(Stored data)
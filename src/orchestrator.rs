//! Workflow orchestrator
//!
//! This module provides:
//! - Workflow coordination: scan → check → select → write
//! - Registry client construction from CLI options and feed credentials
//! - Dry-run mode support
//! - Progress display for each phase

use crate::cli::{CliArgs, Command};
use crate::domain::{ScanResult, ScanSummary};
use crate::error::AppError;
use crate::manifest::{ApplyOutcome, ManifestWriter, WriteResult};
use crate::progress::Progress;
use crate::registry::{CredentialStore, HttpClient, RegistryClient};
use crate::scanner;
use crate::update::{update_candidates, CheckCycle, CheckReport, UpdateTarget, VersionResult};
use serde::Serialize;
use tracing::{debug, warn};

/// Exit code for a run that completed with skipped manifests or a failed update
pub const EXIT_PARTIAL: u8 = 2;

/// Orchestrator for one CLI invocation
pub struct Orchestrator {
    /// CLI arguments for configuration
    args: CliArgs,
    /// Registry access; absent for `scan`
    registry: Option<RegistryClient>,
}

/// Which command produced a result
#[derive(Debug, Clone, Copy, PartialEq, Eq, Default, Serialize)]
#[serde(rename_all = "lowercase")]
pub enum RunKind {
    #[default]
    Scan,
    Check,
    Update,
}

impl From<&Command> for RunKind {
    fn from(command: &Command) -> Self {
        match command {
            Command::Scan { .. } => RunKind::Scan,
            Command::Check { .. } => RunKind::Check,
            Command::Update { .. } => RunKind::Update,
        }
    }
}

/// Ranked answers for a single package lookup
#[derive(Debug, Clone)]
pub struct PackageLookup {
    pub package: String,
    pub results: Vec<VersionResult>,
}

/// Result of running the orchestrator
#[derive(Debug)]
pub struct OrchestratorResult {
    /// Command that ran
    pub kind: RunKind,
    /// Scan tree, merged with check results when a check ran
    pub scan: ScanResult,
    /// Counts over `scan`
    pub summary: ScanSummary,
    /// Set by `check` runs over the whole tree
    pub check: Option<CheckReport>,
    /// Set by `check --package`
    pub lookup: Option<PackageLookup>,
    /// Update candidates (update runs only)
    pub candidates: Vec<UpdateTarget>,
    /// Whether the writer was skipped on purpose
    pub dry_run: bool,
    /// Writer outcome (update runs that reached the writer)
    pub apply: Option<ApplyOutcome>,
    /// Rewrites performed
    pub writes: Vec<WriteResult>,
}

impl OrchestratorResult {
    /// Wrap a scan with no check or update results
    pub fn new(scan: ScanResult) -> Self {
        Self {
            kind: RunKind::Scan,
            summary: ScanSummary::from_scan(&scan),
            scan,
            check: None,
            lookup: None,
            candidates: Vec::new(),
            dry_run: false,
            apply: None,
            writes: Vec::new(),
        }
    }

    /// Returns true if an update was attempted and failed
    pub fn apply_failed(&self) -> bool {
        self.apply.as_ref().is_some_and(|a| !a.success)
    }

    /// Process exit code: 0 on success, 2 when something was skipped or failed
    pub fn exit_code(&self) -> u8 {
        if self.apply_failed() || self.scan.has_issues() {
            EXIT_PARTIAL
        } else {
            0
        }
    }
}

impl Orchestrator {
    /// Create a new orchestrator; builds the registry client when the command needs one
    pub fn new(args: CliArgs) -> Result<Self, AppError> {
        let registry = match args.registry() {
            Some(options) => {
                let credentials = CredentialStore::from_env(&options.credentials_env)?;
                debug!(endpoints = credentials.len(), "loaded feed credentials");
                let client = HttpClient::new()?;
                Some(
                    RegistryClient::nuget(client)
                        .with_credentials(credentials)
                        .with_timeout(options.timeout),
                )
            }
            None => None,
        };

        Ok(Self { args, registry })
    }

    /// Create an orchestrator with a custom registry client (for testing)
    pub fn with_registry(args: CliArgs, registry: RegistryClient) -> Self {
        Self {
            args,
            registry: Some(registry),
        }
    }

    /// Run the selected command
    pub async fn run(&self) -> Result<OrchestratorResult, AppError> {
        self.run_with_progress(self.args.show_progress()).await
    }

    /// Run the selected command with optional progress display
    pub async fn run_with_progress(&self, show_progress: bool) -> Result<OrchestratorResult, AppError> {
        let mut progress = Progress::new(show_progress);

        progress.spinner("Scanning projects...");
        let scan = scanner::scan(self.args.path());
        progress.finish_and_clear();
        let mut scan = scan?;

        for issue in &scan.issues {
            warn!(file = %issue.file.display(), "{}", issue.message);
        }

        let (registry, options) = match (&self.registry, self.args.registry()) {
            (Some(registry), Some(options)) => (registry, options),
            _ => return Ok(OrchestratorResult::new(scan)),
        };

        let mut cycle = CheckCycle::new(registry, options.check_options());

        if let Command::Check {
            package: Some(package),
            ..
        } = &self.args.command
        {
            progress.spinner(&format!("Looking up {}...", package));
            let results = cycle
                .check_package(&mut scan, package)
                .await
                .unwrap_or_default();
            progress.finish_and_clear();

            let mut result = OrchestratorResult::new(scan);
            result.kind = RunKind::Check;
            result.lookup = Some(PackageLookup {
                package: package.clone(),
                results,
            });
            return Ok(result);
        }

        let filter = options.filter();
        let total = scan
            .package_names()
            .iter()
            .filter(|name| filter.should_process_package(name))
            .count();
        progress.start(total as u64, "Checking packages");
        let report = cycle.check_all(&mut scan, &progress).await;
        progress.finish_and_clear();

        let mut result = OrchestratorResult::new(scan);
        result.kind = RunKind::from(&self.args.command);
        result.check = Some(report);

        if let Command::Update { dry_run, .. } = &self.args.command {
            result.candidates = update_candidates(&result.scan, &filter);
            result.dry_run = *dry_run;

            if !*dry_run && !result.candidates.is_empty() {
                progress.spinner("Writing updates...");
                let applied = ManifestWriter::new().apply(&result.candidates);
                progress.finish_and_clear();

                result.apply = Some(ApplyOutcome::from_result(&applied));
                match applied {
                    Ok(writes) => result.writes = writes,
                    Err(e) => warn!(error = %e, "update not applied"),
                }
            }
        }

        Ok(result)
    }
}
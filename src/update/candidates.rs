//! Update candidate selection
//!
//! Turns a checked scan into the list of rewrites handed to the manifest
//! writer. A candidate is a dependency that was checked, has a newer version,
//! was found on some registry and has a resolvable current version.

use super::UpdateFilter;
use crate::domain::{Dependency, ParameterFile, Project, ScanResult};
use serde::{Deserialize, Serialize};
use std::path::PathBuf;

/// One dependency to pin, with the project context the writer needs
#[derive(Debug, Clone, PartialEq, Eq, Serialize, Deserialize)]
#[serde(rename_all = "camelCase")]
pub struct UpdateTarget {
    /// The checked dependency; `latest_version` is the value to write
    pub dependency: Dependency,
    /// Manifest declaring the dependency
    pub project_file: PathBuf,
    /// Parameter file of that manifest
    #[serde(default)]
    pub parameter_file: ParameterFile,
}

impl UpdateTarget {
    /// Create a target for `dependency` declared in `project`
    pub fn new(project: &Project, dependency: &Dependency) -> Self {
        Self {
            dependency: dependency.clone(),
            project_file: project.file.clone(),
            parameter_file: project.parameter_file.clone(),
        }
    }

    /// The version that will be written
    pub fn new_version(&self) -> &str {
        &self.dependency.latest_version
    }
}

/// Collect update candidates from a checked scan, in project then declaration order
pub fn update_candidates(scan: &ScanResult, filter: &UpdateFilter) -> Vec<UpdateTarget> {
    scan.projects
        .iter()
        .flat_map(|project| {
            project
                .outdated()
                .filter(|dep| !dep.is_unresolved())
                .filter(|dep| filter.should_process_package(&dep.name))
                .map(move |dep| UpdateTarget::new(project, dep))
        })
        .collect()
}
//! Manifest discovery, parsing and rewriting
//!
//! This module provides functionality to:
//! - Discover project manifests and `nuget.config` files under a root
//! - Parse `PackageReference` items and resolve `$(Name)` versions through an imported parameter file
//! - Read registry sources from `nuget.config`
//! - Rewrite a single version in place, leaving the rest of the file untouched

mod detector;
mod nuget_config;
mod parameters;
mod parser;
mod writer;

pub use detector::{discover, is_config_file, is_manifest_file, Discovery, MANIFEST_EXTENSIONS};
pub use nuget_config::{parse_sources, read_sources};
pub use parameters::{parse_parameters, read_parameter_file};
pub use parser::{parse_manifest, parse_manifest_str};
pub use writer::{ApplyOutcome, ManifestWriter, WriteResult};

use crate::error::ManifestError;
use std::fs;
use std::path::Path;

const BOM: &str = "\u{feff}";

/// Split a leading UTF-8 byte order mark off `content`
fn split_bom(content: &str) -> (&str, &str) {
    match content.strip_prefix(BOM) {
        Some(rest) => (BOM, rest),
        None => ("", content),
    }
}

/// Parse XML text, mapping failures to [`ManifestError::XmlParseError`]
fn parse_xml<'a>(path: &Path, text: &'a str) -> Result<roxmltree::Document<'a>, ManifestError> {
    roxmltree::Document::parse(text).map_err(|e| ManifestError::xml_parse_error(path, e.to_string()))
}

/// Read a file into a string
fn read_file(path: &Path) -> Result<String, ManifestError> {
    fs::read_to_string(path).map_err(|e| ManifestError::read_error(path, e))
}

/// Returns true if `node` is an element whose local name is `name`
fn is_element(node: &roxmltree::Node<'_, '_>, name: &str) -> bool {
    node.is_element() && node.tag_name().name() == name
}
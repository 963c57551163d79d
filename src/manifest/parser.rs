//! Project manifest parsing
//!
//! Reads `ItemGroup/PackageReference` items and resolves `$(Name)` versions
//! through the first resolvable `Import` of the manifest.

use super::{is_element, parse_xml, read_file, read_parameter_file, split_bom};
use crate::domain::{Dependency, ParameterFile, ParameterTable, Project};
use crate::error::ManifestError;
use regex::Regex;
use std::path::{Component, Path, PathBuf};
use std::sync::LazyLock;
use tracing::debug;

/// `$(Name)` version reference
static PARAMETER_RE: LazyLock<Regex> =
    LazyLock::new(|| Regex::new(r"^\$\(([^)]+)\)$").unwrap());

/// Parse the manifest at `path` and its imported parameter file
pub fn parse_manifest(path: &Path) -> Result<Project, ManifestError> {
    let content = read_file(path)?;
    parse_manifest_str(path, &content)
}

/// Parse manifest text; `path` locates the manifest for import resolution
pub fn parse_manifest_str(path: &Path, content: &str) -> Result<Project, ManifestError> {
    let (_, body) = split_bom(content);
    let doc = parse_xml(path, body)?;
    let root = doc.root_element();
    let mut project = Project::new(path);

    let base_dir = path.parent().unwrap_or_else(|| Path::new(""));
    let imports: Vec<&str> = root
        .children()
        .filter(|n| is_element(n, "Import"))
        .filter(|n| n.attribute("Sdk").is_none())
        .filter_map(|n| n.attribute("Project"))
        .collect();
    let (parameter_file, parameters) = resolve_imports(base_dir, &imports)?;
    project.parameter_file = parameter_file;
    project.parameters = parameters;

    let references = root
        .descendants()
        .filter(|n| is_element(n, "PackageReference"))
        .filter(|n| n.parent_element().is_some_and(|p| is_element(&p, "ItemGroup")));

    for reference in references {
        let Some(name) = reference.attribute("Include") else {
            continue;
        };
        let Some(version) = reference.attribute("Version") else {
            debug!(package = name, file = %path.display(), "no Version attribute, skipping");
            continue;
        };

        let mut dependency = match PARAMETER_RE.captures(version) {
            Some(caps) => {
                let parameter = &caps[1];
                let resolved = project.parameters.get(parameter).map(String::as_str);
                Dependency::parameterized(name, parameter, resolved)
            }
            None => Dependency::new(name, version),
        };
        dependency.occurrence = project
            .dependencies
            .iter()
            .filter(|d| d.name == name)
            .count();
        project.dependencies.push(dependency);
    }

    debug!(
        file = %path.display(),
        dependencies = project.dependencies.len(),
        parameter_file = %project.parameter_file,
        "parsed manifest"
    );
    Ok(project)
}

/// Pick the parameter file among the manifest's imports
///
/// The first import whose target exists supplies the table. When none exists,
/// the first one is reported as not found. Imports using MSBuild properties
/// cannot be resolved statically and are ignored.
fn resolve_imports(
    base_dir: &Path,
    imports: &[&str],
) -> Result<(ParameterFile, ParameterTable), ManifestError> {
    let mut missing = None;

    for raw in imports {
        if raw.trim().is_empty() || raw.contains("$(") {
            debug!(import = raw, "skipping unresolvable import");
            continue;
        }
        let resolved = normalize(&base_dir.join(raw.trim().replace('\\', "/")));
        if resolved.is_file() {
            let table = read_parameter_file(&resolved)?;
            return Ok((ParameterFile::Found(resolved), table));
        }
        missing.get_or_insert(resolved);
    }

    let file = missing.map_or(ParameterFile::None, ParameterFile::NotFound);
    Ok((file, ParameterTable::new()))
}

/// Resolve `.` and `..` components without touching the filesystem
fn normalize(path: &Path) -> PathBuf {
    let mut out = PathBuf::new();
    for component in path.components() {
        match component {
            Component::CurDir => {}
            Component::ParentDir => {
                if !out.pop() {
                    out.push("..");
                }
            }
            other => out.push(other.as_os_str()),
        }
    }
    out
}
//! Application error types using thiserror
//!
//! Error hierarchy:
//! - ScanError: Issues with the scan root itself (fatal for a scan)
//! - ManifestError: Issues reading, parsing or rewriting manifest XML
//! - RegistryError: Issues with package registry communication
//! - ApplyError: A rejected or failed update batch
//! - CredentialError: Issues with the feed credential blob

use std::path::PathBuf;
use thiserror::Error;

/// Application-level error type
#[derive(Error, Debug)]
pub enum AppError {
    /// Scan root related errors
    #[error(transparent)]
    Scan(#[from] ScanError),

    /// Manifest file related errors
    #[error(transparent)]
    Manifest(#[from] ManifestError),

    /// Package registry related errors
    #[error(transparent)]
    Registry(#[from] RegistryError),

    /// Update batch errors
    #[error(transparent)]
    Apply(#[from] ApplyError),

    /// Credential related errors
    #[error(transparent)]
    Credential(#[from] CredentialError),
}

/// Errors that abort a whole scan
#[derive(Error, Debug)]
pub enum ScanError {
    /// Scan root does not exist
    #[error("path not found: {path}")]
    PathNotFound { path: PathBuf },

    /// Scan root exists but is not a directory
    #[error("not a directory: {path}")]
    NotADirectory { path: PathBuf },

    /// Failed to resolve the scan root or walk beneath it
    #[error("IO error at {path}: {source}")]
    Io {
        path: PathBuf,
        #[source]
        source: std::io::Error,
    },
}

/// Errors related to manifest, parameter file and nuget.config operations
#[derive(Error, Debug)]
pub enum ManifestError {
    /// Failed to read a file
    #[error("failed to read {path}: {source}")]
    ReadError {
        path: PathBuf,
        #[source]
        source: std::io::Error,
    },

    /// Failed to write a file
    #[error("failed to write {path}: {source}")]
    WriteError {
        path: PathBuf,
        #[source]
        source: std::io::Error,
    },

    /// Malformed XML
    #[error("failed to parse XML in {path}: {message}")]
    XmlParseError { path: PathBuf, message: String },

    /// Imported parameter file is missing; updates for its project are refused
    #[error("parameter file not found for '{dependency}': {path}")]
    ParameterFileNotFound { dependency: String, path: PathBuf },

    /// Dependency version refers to a parameter with no known value
    #[error("'{dependency}' uses $({parameter}) which has no value; fix the parameter file first")]
    UnresolvedParameter {
        dependency: String,
        parameter: String,
    },

    /// Update target carries no version to write
    #[error("no latest version recorded for '{dependency}'")]
    NoTargetVersion { dependency: String },

    /// The node to rewrite could not be located
    #[error("could not locate {target} for '{dependency}' in {path}")]
    WriteTargetNotFound {
        dependency: String,
        target: String,
        path: PathBuf,
    },
}

/// Errors related to package registry communication
#[derive(Error, Debug)]
pub enum RegistryError {
    /// Package not found in registry
    #[error("package '{package}' not found in {registry}")]
    PackageNotFound { package: String, registry: String },

    /// Network request failed
    #[error("failed to fetch package '{package}' from {registry}: {message}")]
    NetworkError {
        package: String,
        registry: String,
        message: String,
    },

    /// Rate limit exceeded
    #[error("rate limit exceeded for {registry}")]
    RateLimitExceeded { registry: String },

    /// Invalid response from registry
    #[error("invalid response from {registry} for '{package}': {message}")]
    InvalidResponse {
        package: String,
        registry: String,
        message: String,
    },

    /// Timeout
    #[error("timeout while fetching '{package}' from {registry}")]
    Timeout { package: String, registry: String },

    /// Authentication error
    #[error("authentication failed for {registry}: {message}")]
    AuthenticationError { registry: String, message: String },
}

/// Errors that stop an update batch
#[derive(Error, Debug)]
pub enum ApplyError {
    /// Preflight found targets that must not be written; nothing was changed
    #[error("update rejected: {}", join_reasons(.reasons))]
    Rejected { reasons: Vec<ManifestError> },

    /// A write failed part-way; earlier files keep their new contents
    #[error("update failed after {written} write(s): {source}")]
    Write {
        written: usize,
        #[source]
        source: ManifestError,
    },
}

fn join_reasons(reasons: &[ManifestError]) -> String {
    reasons
        .iter()
        .map(ToString::to_string)
        .collect::<Vec<_>>()
        .join("; ")
}

/// Errors related to the feed credential blob
#[derive(Error, Debug)]
pub enum CredentialError {
    /// The credential JSON could not be parsed
    #[error("invalid credential JSON in {origin}: {message}")]
    InvalidJson { origin: String, message: String },
}

impl ScanError {
    /// Creates a new PathNotFound error
    pub fn path_not_found(path: impl Into<PathBuf>) -> Self {
        ScanError::PathNotFound { path: path.into() }
    }

    /// Creates a new Io error
    pub fn io(path: impl Into<PathBuf>, source: std::io::Error) -> Self {
        ScanError::Io {
            path: path.into(),
            source,
        }
    }
}

impl ManifestError {
    /// Creates a new ReadError
    pub fn read_error(path: impl Into<PathBuf>, source: std::io::Error) -> Self {
        ManifestError::ReadError {
            path: path.into(),
            source,
        }
    }

    /// Creates a new WriteError
    pub fn write_error(path: impl Into<PathBuf>, source: std::io::Error) -> Self {
        ManifestError::WriteError {
            path: path.into(),
            source,
        }
    }

    /// Creates a new XmlParseError
    pub fn xml_parse_error(path: impl Into<PathBuf>, message: impl Into<String>) -> Self {
        ManifestError::XmlParseError {
            path: path.into(),
            message: message.into(),
        }
    }

    /// Creates a new WriteTargetNotFound error
    pub fn write_target_not_found(
        dependency: impl Into<String>,
        target: impl Into<String>,
        path: impl Into<PathBuf>,
    ) -> Self {
        ManifestError::WriteTargetNotFound {
            dependency: dependency.into(),
            target: target.into(),
            path: path.into(),
        }
    }
}

impl RegistryError {
    /// Creates a new PackageNotFound error
    pub fn package_not_found(package: impl Into<String>, registry: impl Into<String>) -> Self {
        RegistryError::PackageNotFound {
            package: package.into(),
            registry: registry.into(),
        }
    }

    /// Creates a new NetworkError
    pub fn network_error(
        package: impl Into<String>,
        registry: impl Into<String>,
        message: impl Into<String>,
    ) -> Self {
        RegistryError::NetworkError {
            package: package.into(),
            registry: registry.into(),
            message: message.into(),
        }
    }

    /// Creates a new InvalidResponse error
    pub fn invalid_response(
        package: impl Into<String>,
        registry: impl Into<String>,
        message: impl Into<String>,
    ) -> Self {
        RegistryError::InvalidResponse {
            package: package.into(),
            registry: registry.into(),
            message: message.into(),
        }
    }

    /// Creates a new RateLimitExceeded error
    pub fn rate_limit_exceeded(registry: impl Into<String>) -> Self {
        RegistryError::RateLimitExceeded {
            registry: registry.into(),
        }
    }

    /// Creates a new Timeout error
    pub fn timeout(package: impl Into<String>, registry: impl Into<String>) -> Self {
        RegistryError::Timeout {
            package: package.into(),
            registry: registry.into(),
        }
    }
}

#[cfg(test)]
mod tests {
    use super::*;

    #[test]
    fn test_scan_error_path_not_found() {
        let err = ScanError::path_not_found("/missing/root");
        let msg = format!("{}", err);
        assert!(msg.contains("path not found"));
        assert!(msg.contains("/missing/root"));
    }

    #[test]
    fn test_manifest_error_xml_parse() {
        let err = ManifestError::xml_parse_error("/src/App.csproj", "unexpected end of stream");
        let msg = format!("{}", err);
        assert!(msg.contains("failed to parse XML"));
        assert!(msg.contains("App.csproj"));
        assert!(msg.contains("unexpected end of stream"));
    }

    #[test]
    fn test_manifest_error_write_target_not_found() {
        let err = ManifestError::write_target_not_found(
            "Newtonsoft.Json",
            "<PackageReference Include=\"Newtonsoft.Json\">",
            "/src/App.csproj",
        );
        let msg = format!("{}", err);
        assert!(msg.contains("could not locate"));
        assert!(msg.contains("Newtonsoft.Json"));
        assert!(msg.contains("App.csproj"));
    }

    #[test]
    fn test_manifest_error_parameter_file_not_found() {
        let err = ManifestError::ParameterFileNotFound {
            dependency: "Serilog".to_string(),
            path: PathBuf::from("/repo/Versions.props"),
        };
        let msg = format!("{}", err);
        assert!(msg.contains("parameter file not found"));
        assert!(msg.contains("Serilog"));
    }

    #[test]
    fn test_manifest_error_unresolved_parameter() {
        let err = ManifestError::UnresolvedParameter {
            dependency: "Foo".to_string(),
            parameter: "FooVersion".to_string(),
        };
        let msg = format!("{}", err);
        assert!(msg.contains("$(FooVersion)"));
    }

    #[test]
    fn test_apply_error_rejected_lists_every_reason() {
        let err = ApplyError::Rejected {
            reasons: vec![
                ManifestError::UnresolvedParameter {
                    dependency: "Foo".to_string(),
                    parameter: "FooVersion".to_string(),
                },
                ManifestError::ParameterFileNotFound {
                    dependency: "Bar".to_string(),
                    path: PathBuf::from("/repo/Missing.props"),
                },
            ],
        };
        let msg = err.to_string();
        assert!(msg.starts_with("update rejected: "));
        assert!(msg.contains("$(FooVersion)"));
        assert!(msg.contains("Missing.props"));
    }

    #[test]
    fn test_apply_error_write_counts_progress() {
        let err = ApplyError::Write {
            written: 2,
            source: ManifestError::write_target_not_found("Foo", "Version attribute", "/a.csproj"),
        };
        assert!(err.to_string().contains("after 2 write(s)"));
    }

    #[test]
    fn test_registry_error_package_not_found() {
        let err = RegistryError::package_not_found("Nonexistent.Package", "nuget");
        let msg = format!("{}", err);
        assert!(msg.contains("package 'Nonexistent.Package' not found"));
        assert!(msg.contains("nuget"));
    }

    #[test]
    fn test_registry_error_network() {
        let err = RegistryError::network_error("Serilog", "nuget", "connection refused");
        let msg = format!("{}", err);
        assert!(msg.contains("failed to fetch"));
        assert!(msg.contains("connection refused"));
    }

    #[test]
    fn test_registry_error_rate_limit() {
        let err = RegistryError::rate_limit_exceeded("nuget");
        assert!(err.to_string().contains("rate limit exceeded"));
    }

    #[test]
    fn test_registry_error_timeout() {
        let err = RegistryError::timeout("Serilog", "private-feed");
        let msg = format!("{}", err);
        assert!(msg.contains("timeout"));
        assert!(msg.contains("Serilog"));
        assert!(msg.contains("private-feed"));
    }

    #[test]
    fn test_credential_error_invalid_json() {
        let err = CredentialError::InvalidJson {
            origin: "VSS_NUGET_EXTERNAL_FEED_ENDPOINTS".to_string(),
            message: "expected value".to_string(),
        };
        assert!(err.to_string().contains("invalid credential JSON"));
    }

    #[test]
    fn test_app_error_from_scan_error() {
        let app_err: AppError = ScanError::path_not_found("/missing").into();
        assert!(app_err.to_string().contains("path not found"));
    }

    #[test]
    fn test_app_error_from_manifest_error() {
        let app_err: AppError = ManifestError::xml_parse_error("/a.csproj", "bad").into();
        assert!(app_err.to_string().contains("failed to parse XML"));
    }

    #[test]
    fn test_app_error_from_registry_error() {
        let app_err: AppError = RegistryError::package_not_found("pkg", "nuget").into();
        assert!(app_err.to_string().contains("package 'pkg' not found"));
    }

    #[test]
    fn test_error_debug_trait() {
        let err = ScanError::path_not_found("/test");
        let debug = format!("{:?}", err);
        assert!(debug.contains("PathNotFound"));
    }
}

> **Work to be completed**: Search the entries for "LazyLock" and copy out each line that has it.

> **Answer section**:
use std::sync::LazyLock;
static PARAMETER_RE: LazyLock<Regex> =
    LazyLock::new(|| Regex::new(r"^\$\(([^)]+)\)$").unwrap());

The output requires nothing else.